-- Problem to work on --
Write each entry out again exactly, with nothing omitted.

Data section section start

mod app;
mod chain;
mod components;
mod config;
mod forms;
mod logging;
mod ui;

use clap::Parser;
use color_eyre::Result;
use config::{AppConfig, Cli};

fn main() -> Result<()> {
    color_eyre::install()?;
    let config = AppConfig::load(Cli::parse())?;
    logging::init(&config.log_file)?;

    let chain = config.chain_context()?;
    let connectors = config.connectors()?;
    tracing::info!(
        rpc_url = %chain.rpc_url,
        contract = %chain.contract_checksum(),
        connectors = connectors.len(),
        "starting todos-tui"
    );

    let app = app::App::new(chain, connectors)?;
    let terminal = ratatui::init();
    let result = app.run(terminal);
    ratatui::restore();
    result
}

Data section section end

-- Expected output --
mod app;
mod chain;
mod components;
mod config;
mod forms;
mod logging;
mod ui;

use clap::Parser;
use color_eyre::Result;
use config::{AppConfig, Cli};

fn main() -> Result<()> {
    color_eyre::install()?;
    let config = AppConfig::load(Cli::parse())?;
    logging::init(&config.log_file)?;

    let chain = config.chain_context()?;
    let connectors = config.connectors()?;
    tracing::info!(
        rpc_url = %chain.rpc_url,
        contract = %chain.contract_checksum(),
        connectors = connectors.len(),
        "starting todos-tui"
    );

    let app = app::App::new(chain, connectors)?;
    let terminal = ratatui::init();
    let result = app.run(terminal);
    ratatui::restore();
    result
}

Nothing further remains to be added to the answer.